Dresde, le 20 octobre 1905


Ma chère famille,


C’est avec assez d’embarras que je vous écris, car après les récits détaillés que papa vous aura faits, il ne me reste plus grand-chose à dire.
J’avais le cœur un peu gros à son départ, moins que lui toutefois, mais le nouveau de ma situation, la beauté de la ville m’ont arraché à mes regrets et je me suis dit que puisque ce temps d’éloignement de la maison est nécessaire, il faut en profiter le plus possible et le passer gaîment.
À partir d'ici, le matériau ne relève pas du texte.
use serde::{Deserialize, Serialize};
use serde_json::Value;
use std::collections::BTreeSet;

use crate::event::Event;
use crate::profile::Profile;
use crate::session::Session;

/// Tag marking a sub-condition as profile-scoped.
pub const PROFILE_CONDITION_TAG: &str = "profileCondition";

/// Tag marking a sub-condition as session-scoped.
pub const SESSION_CONDITION_TAG: &str = "sessionCondition";

/// A tagged, composable predicate tree over profile and session attributes.
///
/// Tags partition the tree into scopes: the matcher extracts the
/// profile-scoped and session-scoped sub-trees and evaluates each against
/// its own target. A node with no tags inherits its scope from the extraction
/// performed on its ancestors.
#[derive(Debug, Clone, PartialEq, Serialize, Deserialize)]
pub struct Condition {
    #[serde(default, skip_serializing_if = "BTreeSet::is_empty")]
    pub tags: BTreeSet<String>,
    #[serde(flatten)]
    pub predicate: Predicate,
}

/// The predicate variants a condition node can carry.
#[derive(Debug, Clone, PartialEq, Serialize, Deserialize)]
#[serde(tag = "type", rename_all = "camelCase")]
pub enum Predicate {
    And { conditions: Vec<Condition> },
    Or { conditions: Vec<Condition> },
    Not { condition: Box<Condition> },
    PropertyEquals { property: String, value: Value },
    PropertyExists { property: String },
    InSegment { segment: String },
}

impl Condition {
    /// Creates an untagged condition around a predicate.
    #[must_use]
    pub fn new(predicate: Predicate) -> Self {
        Self {
            tags: BTreeSet::new(),
            predicate,
        }
    }

    /// Adds a scope tag to this node.
    #[must_use]
    pub fn tagged(mut self, tag: impl Into<String>) -> Self {
        self.tags.insert(tag.into());
        self
    }

    /// Extracts the sub-condition scoped to the given tag.
    ///
    /// A node carrying the tag is returned whole. Otherwise `And` composites
    /// are searched recursively and every tagged descendant is re-joined
    /// under a fresh `And`. Returns `None` when no node in the tree carries
    /// the tag — the scope is simply absent from this condition.
    #[must_use]
    pub fn extract_by_tag(&self, tag: &str) -> Option<Condition> {
        if self.tags.contains(tag) {
            return Some(self.clone());
        }
        let Predicate::And { conditions } = &self.predicate else {
            return None;
        };
        let mut matched: Vec<Condition> = conditions
            .iter()
            .filter_map(|c| c.extract_by_tag(tag))
            .collect();
        match matched.len() {
            0 => None,
            1 => Some(matched.remove(0)),
            _ => Some(
                Condition::new(Predicate::And {
                    conditions: matched,
                })
                .tagged(tag),
            ),
        }
    }

    /// Evaluates this condition against a target.
    #[must_use]
    pub fn matches<T: ConditionTarget + ?Sized>(&self, target: &T) -> bool {
        match &self.predicate {
            Predicate::And { conditions } => conditions.iter().all(|c| c.matches(target)),
            Predicate::Or { conditions } => conditions.iter().any(|c| c.matches(target)),
            Predicate::Not { condition } => !condition.matches(target),
            Predicate::PropertyEquals { property, value } => {
                target.property(property) == Some(value)
            }
            Predicate::PropertyExists { property } => target.property(property).is_some(),
            Predicate::InSegment { segment } => target.in_segment(segment),
        }
    }
}

/// Something a condition can be evaluated against.
pub trait ConditionTarget {
    /// Returns the named attribute, if present.
    fn property(&self, name: &str) -> Option<&Value>;

    /// Returns true if the target belongs to the named segment.
    /// Targets without segment membership (sessions, events) report false.
    fn in_segment(&self, _segment: &str) -> bool {
        false
    }
}

impl ConditionTarget for Profile {
    fn property(&self, name: &str) -> Option<&Value> {
        self.properties.get(name)
    }

    fn in_segment(&self, segment: &str) -> bool {
        self.segments.contains(segment)
    }
}

impl ConditionTarget for Session {
    fn property(&self, name: &str) -> Option<&Value> {
        self.properties.get(name)
    }
}

impl ConditionTarget for Event {
    fn property(&self, name: &str) -> Option<&Value> {
        self.properties.get(name)
    }
}
//! Core type definitions for Stitch.
//!
//! This crate defines the fundamental, store-agnostic types used throughout
//! the profile engine:
//! - Profile, Session and Event identifiers (UUID v7 backed, but any
//!   externally supplied string — cookie ids, persona names — round-trips)
//! - Wall-clock timestamps used for first-seen ordering and store
//!   partition hints
//!
//! All domain records (profiles, sessions, conditions, property types)
//! belong in `stitch-model`, not here. Construction here is infallible,
//! so there is no crate-level error type; fallible concerns start at the
//! storage layer.

mod ids;
mod timestamp;

pub use ids::{EventId, ProfileId, SessionId};
pub use timestamp::Timestamp;
//! Scope-splitting condition matcher.

use std::sync::Arc;

use stitch_model::{
    Condition, Profile, PropertyCatalog, Session, PROFILE_CONDITION_TAG, SESSION_CONDITION_TAG,
};
use stitch_store::ProfileStore;

use crate::error::EngineResult;

/// Evaluates composite profile+session predicates.
///
/// The condition tree is split by tag into a profile-scoped and a
/// session-scoped sub-condition; each is evaluated against its own target
/// through the store's matching facility. An absent scope is trivially
/// satisfied — the result is an AND over only the scopes actually present.
pub struct ConditionMatcher {
    store: Arc<dyn ProfileStore>,
    catalog: Arc<dyn PropertyCatalog>,
}

impl ConditionMatcher {
    /// Creates a matcher over the given store and catalog.
    pub fn new(store: Arc<dyn ProfileStore>, catalog: Arc<dyn PropertyCatalog>) -> Self {
        Self { store, catalog }
    }

    /// Returns true if the profile and session satisfy their scoped parts
    /// of the condition.
    pub fn match_condition(
        &self,
        condition: &Condition,
        profile: &Profile,
        session: &Session,
    ) -> EngineResult<bool> {
        if let Some(profile_condition) = self
            .catalog
            .extract_condition_by_tag(condition, PROFILE_CONDITION_TAG)
        {
            if !self.store.test_match_profile(&profile_condition, profile)? {
                return Ok(false);
            }
        }
        if let Some(session_condition) = self
            .catalog
            .extract_condition_by_tag(condition, SESSION_CONDITION_TAG)
        {
            if !self.store.test_match_session(&session_condition, session)? {
                return Ok(false);
            }
        }
        Ok(true)
    }
}
use std::collections::HashMap;

use crate::condition::Condition;
use crate::property::{PropertyMergeStrategyType, PropertyType, DEFAULT_MERGE_STRATEGY};

/// Definition-lookup interface consumed by the merge engine and the
/// condition matcher.
///
/// Maps property names to their declared merge strategy and resolves
/// condition sub-trees by scope tag. Implementations are expected to be
/// populated at process start; the engine never mutates the catalog.
pub trait PropertyCatalog: Send + Sync {
    /// Returns the declared type for a property name, if any.
    fn property_type(&self, name: &str) -> Option<PropertyType>;

    /// Resolves a strategy id to its registered definition.
    fn strategy_type(&self, id: &str) -> Option<PropertyMergeStrategyType>;

    /// Returns the merge-strategy id for a property: the declared one if the
    /// property type exists and declares one, otherwise the well-known
    /// default.
    fn strategy_id_for_property(&self, name: &str) -> String {
        self.property_type(name)
            .map(|pt| pt.merge_strategy_id().to_string())
            .unwrap_or_else(|| DEFAULT_MERGE_STRATEGY.to_string())
    }

    /// Extracts the sub-condition scoped to the given tag.
    fn extract_condition_by_tag(&self, condition: &Condition, tag: &str) -> Option<Condition> {
        condition.extract_by_tag(tag)
    }
}

/// In-process catalog backed by hash maps, populated at startup.
#[derive(Debug, Default)]
pub struct StaticCatalog {
    property_types: HashMap<String, PropertyType>,
    strategy_types: HashMap<String, PropertyMergeStrategyType>,
}

impl StaticCatalog {
    /// Creates an empty catalog: no property types, no strategy types.
    #[must_use]
    pub fn new() -> Self {
        Self::default()
    }

    /// Creates a catalog with the built-in strategy types registered:
    /// `default`, `mostRecent` and `adding`.
    #[must_use]
    pub fn with_builtins() -> Self {
        let mut catalog = Self::new();
        for id in [DEFAULT_MERGE_STRATEGY, "mostRecent", "adding"] {
            catalog.register_strategy_type(PropertyMergeStrategyType::new(id));
        }
        catalog
    }

    /// Registers (or replaces) a property type.
    pub fn register_property_type(&mut self, property_type: PropertyType) {
        self.property_types
            .insert(property_type.id.clone(), property_type);
    }

    /// Registers (or replaces) a strategy type.
    pub fn register_strategy_type(&mut self, strategy_type: PropertyMergeStrategyType) {
        self.strategy_types
            .insert(strategy_type.id.clone(), strategy_type);
    }
}

impl PropertyCatalog for StaticCatalog {
    fn property_type(&self, name: &str) -> Option<PropertyType> {
        self.property_types.get(name).cloned()
    }

    fn strategy_type(&self, id: &str) -> Option<PropertyMergeStrategyType> {
        self.strategy_types.get(id).cloned()
    }
}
Et c’est aussi ce que je fais. A ma grande confusion, je dois vous dire que je n’ai pas encore regretté une fois la maison. J’ai beau me tâter le pouls, tirer la langue devant la glace, je ne me découvre aucune maladie de langueur causée par l’ennui. (…)


Mes patrons me plaisent beaucoup. C’est surtout avec le pasteur que j’ai à faire. Je l’avais jugé du premier coup d’œil : un pasteur ayant plus de science que de foi, assez égoïste de nature. J’avais jugé trop tôt. L’homme est un croyant sincère mais timide, et il ne dévoile ses convictions que lorsqu’on lui pousse l’épée dans les reins. Il est aussi très instruit et joint un rare bon sens à une solide argumentation. C’est ce que j’ai pu juger dans nos promenades quotidiennes qui durent parfois 2 heures et commencent invariablement à 4 heures. Où j’ai aussi découvert qu’il n’est pas égoïste, c’est que sa fille étant au lit ces jours, il passe toutes ses veillées près d’elle. Il nous dit bonsoir, et armé de sa pipe et d’une chope il s’enferme dans la chambre de la malade. J’aime assez le voir fumer car la pipe le rend loquace, et c’est entouré d’un nuage odoriférant qu’il est le plus spirituel. (…)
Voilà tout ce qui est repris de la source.